My Local Joan Crawford Connection

About a year and a half ago, while I was reading Possessed: The Life of Joan Crawford, I discovered that I had a local connection to Joan Crawford.  I’d known that while Joan was trying to get started as a chorus girl, she had a brief stint dancing in a club in Detroit, but I didn’t know which club or where it was.  But thanks to that book, I not only found out the name, I realized I’d been right past it a hundred times.

This is the place.  3067 E. Grand Boulevard.  (Picture found on the Library of Congress website)

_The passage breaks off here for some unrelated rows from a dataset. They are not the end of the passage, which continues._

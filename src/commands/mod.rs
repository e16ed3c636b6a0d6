pub mod harvest_run;
pub mod harvest_status;

use serde::Serialize;

#[derive(Debug, Clone, Serialize)]
pub struct CommandReport {
    pub command: String,
    pub ok: bool,
    pub details: Vec<String>,
    pub issues: Vec<String>,
}

impl CommandReport {
    pub fn new(command: impl Into<String>) -> Self {
        Self {
            command: command.into(),
            ok: true,
            details: Vec::new(),
            issues: Vec::new(),
        }
    }

    pub fn detail(&mut self, text: impl Into<String>) {
        self.details.push(text.into());
    }

    pub fn issue(&mut self, text: impl Into<String>) {
        self.ok = false;
        self.issues.push(text.into());
    }

    /// Notes that should be visible without failing the command.
    pub fn warning(&mut self, text: impl Into<String>) {
        self.details.push(format!("warning: {}", text.into()));
    }

    pub fn render_text(&self) -> String {
        let mut out = format!("{} ok={}\n", self.command, self.ok);
        for detail in &self.details {
            out.push_str(detail);
            out.push('\n');
        }
        for issue in &self.issues {
            out.push_str("issue: ");
            out.push_str(issue);
            out.push('\n');
        }
        out
    }
}
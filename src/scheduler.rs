//! Wall-clock aligned periodic scheduler.
//!
//! Fires one registered job on a fixed period ("every minute" by default),
//! with the first fire on the next period boundary of UTC wall-clock time.
//! Every fire runs the job in its own task: the scheduler never looks at
//! what the job did, and a job that fails or panics cannot stop the timer.
//!
//! # Clock injection
//! Alignment is computed by `delay_until_next_boundary`, which takes `now`
//! as a parameter so it can be tested without waiting for real minutes.

use crate::logging::{self, DataSource};
use chrono::{DateTime, Utc};
use std::future::Future;
use std::str::FromStr;
use std::sync::Arc;
use std::sync::atomic::{AtomicBool, Ordering};
use std::time::Duration;
use tokio::task::JoinHandle;
use tokio::time::{Instant, MissedTickBehavior};
use tokio_util::sync::CancellationToken;

/// What to do when a tick fires while the previous one is still running.
#[derive(Debug, Clone, Copy, PartialEq, Eq, Default)]
pub enum OverlapPolicy {
    /// Drop the new tick and log a warning.
    #[default]
    Skip,
    /// Run both concurrently.
    Allow,
}

impl FromStr for OverlapPolicy {
    type Err = String;

    fn from_str(s: &str) -> Result<Self, Self::Err> {
        match s.trim().to_ascii_lowercase().as_str() {
            "skip" => Ok(OverlapPolicy::Skip),
            "allow" => Ok(OverlapPolicy::Allow),
            other => Err(format!("expected 'skip' or 'allow', got '{}'", other)),
        }
    }
}

/// Time from `now` until the next multiple of `period` since the Unix epoch.
///
/// Exactly on a boundary, the next boundary is a full period away.
pub fn delay_until_next_boundary(now: DateTime<Utc>, period: Duration) -> Duration {
    let period_ms = (period.as_millis() as i64).max(1);
    let into_period = now.timestamp_millis().rem_euclid(period_ms);
    Duration::from_millis((period_ms - into_period) as u64)
}

/// Clears the running flag when a tick ends, including by panic.
struct RunningGuard(Arc<AtomicBool>);

impl Drop for RunningGuard {
    fn drop(&mut self) {
        self.0.store(false, Ordering::Release);
    }
}

#[derive(Debug, Clone)]
pub struct Scheduler {
    period: Duration,
    aligned: bool,
    overlap: OverlapPolicy,
}

impl Scheduler {
    pub fn every_minute() -> Self {
        Self::every(Duration::from_secs(60))
    }

    pub fn every(period: Duration) -> Self {
        Scheduler {
            period: period.max(Duration::from_millis(1)),
            aligned: true,
            overlap: OverlapPolicy::default(),
        }
    }

    /// When false, the first fire is one period after `spawn`.
    pub fn aligned(mut self, aligned: bool) -> Self {
        self.aligned = aligned;
        self
    }

    pub fn overlap(mut self, policy: OverlapPolicy) -> Self {
        self.overlap = policy;
        self
    }

    /// Delay before the first fire if started at `now`.
    pub fn first_delay(&self, now: DateTime<Utc>) -> Duration {
        if self.aligned {
            delay_until_next_boundary(now, self.period)
        } else {
            self.period
        }
    }

    /// Start firing `job` until `shutdown` is cancelled.
    pub fn spawn<F, Fut>(self, job: F, shutdown: CancellationToken) -> JoinHandle<()>
    where
        F: Fn() -> Fut + Send + Sync + 'static,
        Fut: Future<Output = ()> + Send + 'static,
    {
        let first = self.first_delay(Utc::now());
        logging::info(
            DataSource::Scheduler,
            None,
            &format!(
                "Scheduled every {}s, first tick in {}ms (overlap: {:?})",
                self.period.as_secs(),
                first.as_millis(),
                self.overlap
            ),
        );

        let job = Arc::new(job);
        tokio::spawn(async move {
            let mut ticker = tokio::time::interval_at(Instant::now() + first, self.period);
            ticker.set_missed_tick_behavior(MissedTickBehavior::Skip);
            let running = Arc::new(AtomicBool::new(false));

            loop {
                tokio::select! {
                    _ = shutdown.cancelled() => break,
                    _ = ticker.tick() => {}
                }

                match self.overlap {
                    OverlapPolicy::Skip => {
                        if running.swap(true, Ordering::AcqRel) {
                            logging::warn(
                                DataSource::Scheduler,
                                None,
                                "Previous tick still running, skipping this one",
                            );
                            continue;
                        }
                        let guard = RunningGuard(running.clone());
                        let job = job.clone();
                        tokio::spawn(async move {
                            let _guard = guard;
                            (*job)().await;
                        });
                    }
                    OverlapPolicy::Allow => {
                        let job = job.clone();
                        tokio::spawn(async move { (*job)().await });
                    }
                }
            }

            logging::info(DataSource::Scheduler, None, "Scheduler stopped");
        })
    }
}

#[cfg(test)]
mod tests {
    use super::*;
    use chrono::TimeZone;
    use std::sync::atomic::AtomicUsize;

    #[test]
    fn delay_reaches_next_minute_boundary() {
        let now = Utc.with_ymd_and_hms(2023, 9, 15, 22, 59, 15).unwrap();
        assert_eq!(
            delay_until_next_boundary(now, Duration::from_secs(60)),
            Duration::from_secs(45)
        );
    }

    #[test]
    fn delay_on_exact_boundary_is_a_full_period() {
        let now = Utc.with_ymd_and_hms(2023, 9, 15, 23, 0, 0).unwrap();
        assert_eq!(
            delay_until_next_boundary(now, Duration::from_secs(60)),
            Duration::from_secs(60)
        );
    }

    #[test]
    fn delay_accounts_for_milliseconds() {
        let now = Utc.with_ymd_and_hms(2023, 9, 15, 23, 0, 59).unwrap()
            + chrono::Duration::milliseconds(750);
        assert_eq!(
            delay_until_next_boundary(now, Duration::from_secs(60)),
            Duration::from_millis(250)
        );
    }

    #[test]
    fn unaligned_first_delay_is_one_period() {
        let now = Utc.with_ymd_and_hms(2023, 9, 15, 22, 59, 15).unwrap();
        let scheduler = Scheduler::every_minute().aligned(false);
        assert_eq!(scheduler.first_delay(now), Duration::from_secs(60));
        assert_eq!(Scheduler::every_minute().first_delay(now), Duration::from_secs(45));
    }

    #[test]
    fn overlap_policy_parses() {
        assert_eq!("skip".parse::<OverlapPolicy>(), Ok(OverlapPolicy::Skip));
        assert_eq!("Allow".parse::<OverlapPolicy>(), Ok(OverlapPolicy::Allow));
        assert!("queue".parse::<OverlapPolicy>().is_err());
    }

    /// Spawns an unaligned every-minute scheduler whose job sleeps for
    /// `work` and counts how many times it started.
    fn counting(policy: OverlapPolicy, work: Duration) -> (Arc<AtomicUsize>, CancellationToken) {
        let started = Arc::new(AtomicUsize::new(0));
        let shutdown = CancellationToken::new();
        let counter = started.clone();
        Scheduler::every_minute().aligned(false).overlap(policy).spawn(
            move || {
                let counter = counter.clone();
                async move {
                    counter.fetch_add(1, Ordering::SeqCst);
                    tokio::time::sleep(work).await;
                }
            },
            shutdown.clone(),
        );
        (started, shutdown)
    }

    #[tokio::test(start_paused = true)]
    async fn fires_once_per_period() {
        let (started, shutdown) = counting(OverlapPolicy::Skip, Duration::from_secs(1));
        tokio::time::sleep(Duration::from_secs(200)).await;
        // Ticks at 60s, 120s, 180s.
        assert_eq!(started.load(Ordering::SeqCst), 3);
        shutdown.cancel();
    }

    #[tokio::test(start_paused = true)]
    async fn skip_policy_drops_overlapping_tick() {
        let (started, shutdown) = counting(OverlapPolicy::Skip, Duration::from_secs(90));
        tokio::time::sleep(Duration::from_secs(200)).await;
        // 60s runs until 150s, so 120s is dropped; 180s runs.
        assert_eq!(started.load(Ordering::SeqCst), 2);
        shutdown.cancel();
    }

    #[tokio::test(start_paused = true)]
    async fn allow_policy_runs_overlapping_ticks() {
        let (started, shutdown) = counting(OverlapPolicy::Allow, Duration::from_secs(90));
        tokio::time::sleep(Duration::from_secs(200)).await;
        assert_eq!(started.load(Ordering::SeqCst), 3);
        shutdown.cancel();
    }

    #[tokio::test(start_paused = true)]
    async fn cancellation_stops_further_ticks() {
        let started = Arc::new(AtomicUsize::new(0));
        let shutdown = CancellationToken::new();
        let counter = started.clone();
        let handle = Scheduler::every_minute().aligned(false).spawn(
            move || {
                let counter = counter.clone();
                async move {
                    counter.fetch_add(1, Ordering::SeqCst);
                }
            },
            shutdown.clone(),
        );

        tokio::time::sleep(Duration::from_secs(130)).await;
        shutdown.cancel();
        handle.await.unwrap();
        tokio::time::sleep(Duration::from_secs(300)).await;

        assert_eq!(started.load(Ordering::SeqCst), 2);
    }

    #[tokio::test(start_paused = true)]
    async fn panicking_tick_does_not_stop_the_timer() {
        let started = Arc::new(AtomicUsize::new(0));
        let shutdown = CancellationToken::new();
        let counter = started.clone();
        Scheduler::every_minute().aligned(false).spawn(
            move || {
                let counter = counter.clone();
                async move {
                    if counter.fetch_add(1, Ordering::SeqCst) == 0 {
                        panic!("first tick blows up");
                    }
                }
            },
            shutdown.clone(),
        );

        tokio::time::sleep(Duration::from_secs(200)).await;
        // The guard released the running flag during unwinding.
        assert_eq!(started.load(Ordering::SeqCst), 3);
        shutdown.cancel();
    }

    #[tokio::test(start_paused = true)]
    async fn job_panicking_before_its_future_exists_does_not_stop_the_timer() {
        let started = Arc::new(AtomicUsize::new(0));
        let shutdown = CancellationToken::new();
        let counter = started.clone();
        let handle = Scheduler::every_minute().aligned(false).spawn(
            move || {
                if counter.fetch_add(1, Ordering::SeqCst) == 0 {
                    panic!("first tick fails to start");
                }
                async {}
            },
            shutdown.clone(),
        );

        tokio::time::sleep(Duration::from_secs(200)).await;
        assert_eq!(started.load(Ordering::SeqCst), 3);
        assert!(!handle.is_finished(), "scheduler loop died with the tick");
        shutdown.cancel();
    }
}
use airmon_service::config::Config;
use airmon_service::db::PgReadingStore;
use airmon_service::ingest::iqair::IqAirClient;
use airmon_service::ingest::job::IngestionTask;
use airmon_service::location::PARIS;
use airmon_service::logging::{self, DataSource};
use airmon_service::scheduler::Scheduler;
use airmon_service::service::QueryService;
use airmon_service::web::{self, AppState};
use std::error::Error;
use std::process::ExitCode;
use std::sync::Arc;
use tokio_util::sync::CancellationToken;

#[tokio::main]
async fn main() -> ExitCode {
    let config = match Config::from_env() {
        Ok(config) => config,
        Err(e) => {
            eprintln!("{}", e);
            return ExitCode::FAILURE;
        }
    };

    if let Err(e) = logging::init_logger(config.log_level, config.log_file.as_deref(), true) {
        eprintln!("Failed to open log file: {}", e);
        return ExitCode::FAILURE;
    }

    match run(config).await {
        Ok(()) => ExitCode::SUCCESS,
        Err(e) => {
            logging::error(DataSource::System, None, &error_chain(e.as_ref()));
            ExitCode::FAILURE
        }
    }
}

/// "outer: inner: innermost"
fn error_chain(err: &dyn Error) -> String {
    let mut message = err.to_string();
    let mut source = err.source();
    while let Some(cause) = source {
        message.push_str(&format!(": {}", cause));
        source = cause.source();
    }
    message
}

async fn run(config: Config) -> Result<(), Box<dyn Error>> {
    if !PARIS.coordinate().is_on_earth() {
        return Err(format!("monitored location '{}' is not a WGS84 point", PARIS.name).into());
    }
    logging::info(
        DataSource::Scheduler,
        Some(PARIS.name),
        &format!("Monitoring {}", PARIS.description),
    );

    let store = PgReadingStore::connect(&config.database).await?;
    store.ensure_schema().await?;
    let store = Arc::new(store);

    let provider = Arc::new(IqAirClient::new(&config.provider)?);

    let shutdown = CancellationToken::new();
    let ingestion = Arc::new(IngestionTask::new(provider.clone(), store.clone(), &PARIS));
    let scheduler = Scheduler::every_minute().overlap(config.overlap).spawn(
        move || {
            let ingestion = ingestion.clone();
            async move { ingestion.run_logged().await }
        },
        shutdown.clone(),
    );

    let app = web::router(AppState {
        query: QueryService::new(provider, store),
    });
    let listener = tokio::net::TcpListener::bind(("0.0.0.0", config.port)).await?;
    logging::info(DataSource::Http, None, &format!("Listening on port {}", config.port));

    let signal = shutdown.clone();
    axum::serve(listener, app)
        .with_graceful_shutdown(async move {
            let _ = tokio::signal::ctrl_c().await;
            logging::info(DataSource::System, None, "got SIGINT, shutting down");
            signal.cancel();
        })
        .await?;

    shutdown.cancel();
    let _ = scheduler.await;
    logging::info(DataSource::System, None, "shut down");
    Ok(())
}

When Joan danced there in the 1920s, the club was named Oriole Terrace, which was a pretty swanky jazz joint at the time.  It was located on East Grand Boulevard just off of Woodward Avenue (if you’re familiar with the area, it was across from the police station, next to Goodyear).  Joan didn’t dance there for long, but it was a pretty important stepping stone in her career.   While she was here, she met Broadway producer J.J. Shubert who asked her to come to New York to be part of his new show called Innocent Eyes.  When she finished with that show, she went into another Shubert show, which is where she was spotted by Harry Rapf.  Harry had her do a screen test, asked her to come work for MGM, and the rest is history.

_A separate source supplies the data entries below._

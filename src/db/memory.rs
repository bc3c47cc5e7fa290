//! In-process reading store.
//!
//! Same contract and tie-break as the PostgreSQL store; backs the router
//! and ingestion tests.

use crate::db::ReadingStore;
use crate::model::{AirQualityError, Reading};
use async_trait::async_trait;
use chrono::{DateTime, Utc};
use std::sync::{Mutex, MutexGuard};

#[derive(Debug, Default)]
pub struct MemoryReadingStore {
    rows: Mutex<Vec<Reading>>,
}

impl MemoryReadingStore {
    pub fn new() -> Self {
        Self::default()
    }

    fn rows(&self) -> MutexGuard<'_, Vec<Reading>> {
        // A panicked writer can only have pushed a whole row or nothing.
        self.rows.lock().unwrap_or_else(|poisoned| poisoned.into_inner())
    }

    pub fn len(&self) -> usize {
        self.rows().len()
    }

    pub fn is_empty(&self) -> bool {
        self.rows().is_empty()
    }

    pub fn snapshot(&self) -> Vec<Reading> {
        self.rows().clone()
    }
}

#[async_trait]
impl ReadingStore for MemoryReadingStore {
    async fn insert(&self, reading: &Reading) -> Result<(), AirQualityError> {
        self.rows().push(reading.clone());
        Ok(())
    }

    async fn insert_many(&self, readings: &[Reading]) -> Result<u64, AirQualityError> {
        self.rows().extend_from_slice(readings);
        Ok(readings.len() as u64)
    }

    async fn most_polluted(&self) -> Result<Option<DateTime<Utc>>, AirQualityError> {
        let rows = self.rows();
        let peak = rows.iter().enumerate().min_by(|(ia, a), (ib, b)| {
            b.us_index
                .cmp(&a.us_index)
                .then(a.timestamp.cmp(&b.timestamp))
                .then(ia.cmp(ib))
        });
        Ok(peak.map(|(_, reading)| reading.timestamp))
    }
}
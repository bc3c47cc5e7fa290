/// Monitored location registry for the air quality service.
///
/// Defines the single location sampled by the scheduled ingestion job.
/// This is the one source of truth for its coordinates: other modules
/// reference `PARIS` rather than hardcoding longitude/latitude.

use crate::model::Coordinate;

// ---------------------------------------------------------------------------
// Location metadata
// ---------------------------------------------------------------------------

/// Metadata for a location whose readings are persisted every tick.
pub struct MonitoredLocation {
    /// Short identifier used in log lines and route names.
    pub name: &'static str,
    /// Human-readable description of what the location represents.
    pub description: &'static str,
    /// WGS84 longitude.
    pub longitude: f64,
    /// WGS84 latitude.
    pub latitude: f64,
}

impl MonitoredLocation {
    pub fn coordinate(&self) -> Coordinate {
        Coordinate {
            longitude: self.longitude,
            latitude: self.latitude,
        }
    }
}

/// Central Paris. The provider resolves it to its nearest city station.
pub static PARIS: MonitoredLocation = MonitoredLocation {
    name: "paris",
    description: "Central Paris (Notre-Dame / Hotel de Ville). Source of the \
                  historical most-polluted-time query.",
    longitude: 2.352222,
    latitude: 48.856613,
};

// ---------------------------------------------------------------------------
// Tests
// ---------------------------------------------------------------------------

#[cfg(test)]
mod tests {
    use super::*;

    #[test]
    fn paris_coordinates_are_exact() {
        let c = PARIS.coordinate();
        assert_eq!(c.longitude, 2.352222);
        assert_eq!(c.latitude, 48.856613);
    }

    #[test]
    fn paris_is_a_valid_wgs84_point() {
        let c = PARIS.coordinate();
        assert!(Coordinate::new(c.longitude, c.latitude).is_some());
        assert!(c.is_on_earth());
    }

    #[test]
    fn swapped_axes_would_not_be_paris() {
        // Longitude comes first everywhere in this crate.
        let swapped = Coordinate {
            longitude: PARIS.latitude,
            latitude: PARIS.longitude,
        };
        assert_ne!(swapped, PARIS.coordinate());
    }
}
//! Reading persistence.
//!
//! Submodules:
//! - `postgres`: the production store, one `air_quality` table.
//! - `memory`: an in-process store with the same ordering rules.

pub mod memory;
pub mod postgres;

pub use memory::MemoryReadingStore;
pub use postgres::{DbError, PgReadingStore};

use crate::model::{AirQualityError, Reading};
use async_trait::async_trait;
use chrono::{DateTime, Utc};

/// Append-only storage of readings.
///
/// "Most polluted" is the row with the highest `us_index`; ties go to the
/// earliest timestamp, then to the first row stored.
#[async_trait]
pub trait ReadingStore: Send + Sync {
    /// Store one reading. No deduplication.
    async fn insert(&self, reading: &Reading) -> Result<(), AirQualityError>;

    /// Store several readings at once (fixtures). Returns the row count.
    async fn insert_many(&self, readings: &[Reading]) -> Result<u64, AirQualityError>;

    /// Timestamp of the most polluted reading, `None` when the store is empty.
    async fn most_polluted(&self) -> Result<Option<DateTime<Utc>>, AirQualityError>;
}
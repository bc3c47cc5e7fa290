//! HTTP surface.
//!
//! `GET /` welcome payload, and under `/api/get-air-quality`:
//! - `GET /{longitude}/{latitude}` live lookup through the provider;
//! - `GET /paris-most-polluted-time` historical peak from the store.
//!
//! Every failure becomes a `{"error": "<message>"}` body.

use crate::logging::{self, DataSource};
use crate::model::{AirQualityResponse, Coordinate, format_timestamp};
use crate::service::QueryService;
use axum::extract::{Path, State};
use axum::http::StatusCode;
use axum::response::{IntoResponse, Response};
use axum::routing::get;
use axum::{Json, Router};
use serde_json::{Value, json};

/// Mount point of the query routes; existing clients call them under this prefix.
pub const API_PREFIX: &str = "/api/get-air-quality";
pub const NOT_A_NUMBER_MESSAGE: &str = "Longitude and Latitude must be a Number";
pub const NO_DATA_MESSAGE: &str = "No data Found";

#[derive(Clone)]
pub struct AppState {
    pub query: QueryService,
}

/// A status plus the message placed in `{"error": ...}`.
#[derive(Debug)]
pub struct ApiError {
    status: StatusCode,
    message: String,
}

impl ApiError {
    pub fn new(status: StatusCode, message: impl Into<String>) -> Self {
        ApiError {
            status,
            message: message.into(),
        }
    }
}

impl IntoResponse for ApiError {
    fn into_response(self) -> Response {
        (self.status, Json(json!({ "error": self.message }))).into_response()
    }
}

pub fn router(state: AppState) -> Router {
    let api = Router::new()
        .route("/paris-most-polluted-time", get(most_polluted_time))
        .route("/:longitude/:latitude", get(air_quality));

    Router::new()
        .route("/", get(welcome))
        .nest(API_PREFIX, api)
        .with_state(state)
}

async fn welcome() -> Json<Value> {
    Json(json!({ "message": "Hello There!" }))
}

/// Both segments must parse as numbers and form a finite `Coordinate`.
fn parse_coordinate(longitude: &str, latitude: &str) -> Option<Coordinate> {
    let longitude = longitude.trim().parse::<f64>().ok()?;
    let latitude = latitude.trim().parse::<f64>().ok()?;
    Coordinate::new(longitude, latitude)
}

async fn air_quality(
    State(state): State<AppState>,
    Path((longitude, latitude)): Path<(String, String)>,
) -> Result<Json<AirQualityResponse>, ApiError> {
    let Some(at) = parse_coordinate(&longitude, &latitude) else {
        return Err(ApiError::new(StatusCode::BAD_REQUEST, NOT_A_NUMBER_MESSAGE));
    };

    match state.query.get_current(at.longitude, at.latitude).await {
        Ok(response) => Ok(Json(response)),
        Err(err) => {
            let location = format!("{},{}", at.longitude, at.latitude);
            let operation = format!("Live lookup via {}", state.query.provider_name());
            logging::log_failure(Some(location.as_str()), &operation, &err, &err.to_string());
            Err(ApiError::new(StatusCode::INTERNAL_SERVER_ERROR, err.to_string()))
        }
    }
}

async fn most_polluted_time(State(state): State<AppState>) -> Result<Json<Value>, ApiError> {
    match state.query.get_historical_peak().await {
        Ok(Some(ts)) => Ok(Json(json!({ "data": format_timestamp(&ts) }))),
        Ok(None) => Err(ApiError::new(StatusCode::NOT_FOUND, NO_DATA_MESSAGE)),
        Err(err) => {
            logging::error(DataSource::Http, None, &format!("Peak query failed: {}", err));
            Err(ApiError::new(StatusCode::INTERNAL_SERVER_ERROR, err.to_string()))
        }
    }
}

The front of the theater in the 1940s, after a fire.

Aside from the Joan Crawford connection, this theater actually had a pretty interesting history.  It was built in 1915 and was originally one of the first duplex movie theaters.  The movie house closed in 1922, then it became Oriole Terrace.  As the years went by, it went through a series of name changes, but stayed active and performers such as Stevie Wonder, The Supremes, Lena Horne and Jimmy Durante graced its stage.  (Here’s what the interior of the club looked like in 1960.)  In its last incarnation as Grand Quarters during the 1980s and early 1990s, it was a pretty popular place for rock concerts.  Bands like the Red Hot Chili Peppers, Sonic Youth, Nirvana and Nine Inch Nails all played there.

Unfortunately, after it closed down sometime in the mid-to-late 90s, it fell into a state of disrepair.  It was just demolished in January after having been slated for demolition since 2008.  It’s too bad that such a historic theater couldn’t be saved (I can’t help but be fascinated by any place where performers ranged from a pre-fame Joan Crawford to Diana Ross and Kurt Cobain), but I’m glad that I was at least able to find out where it was and get a glimpse of it while it was still standing.  Now I can’t help but think of Joan every time I’m at Woodward and East Grand Boulevard.


    1. It sure did. It must have been pretty amazing to go to a place like that and see Lena Horne or The Supremes perform.

  1. I remodeled the club in 1980 it was owned by Marty Eisner who also owned the 20 Grand nightclub. I believe that allot of the original interior décor was still in place. we salvaged 2 pink glass chandeliers from the lobby-I took them apart piece by piece. I still have some large serving bowls and lobster forks that I found during demo. I believe that Lou Rawls opened the place after renovation in the fall of 1980. typical of Detroit to tear down all the old buildings

    1. Glad to hear you were able to save those chandeliers! I realize that it’s not possible to save all of the vacant buildings in Detroit, but it’s still sad to see places with such a strong history meet the wrecking ball.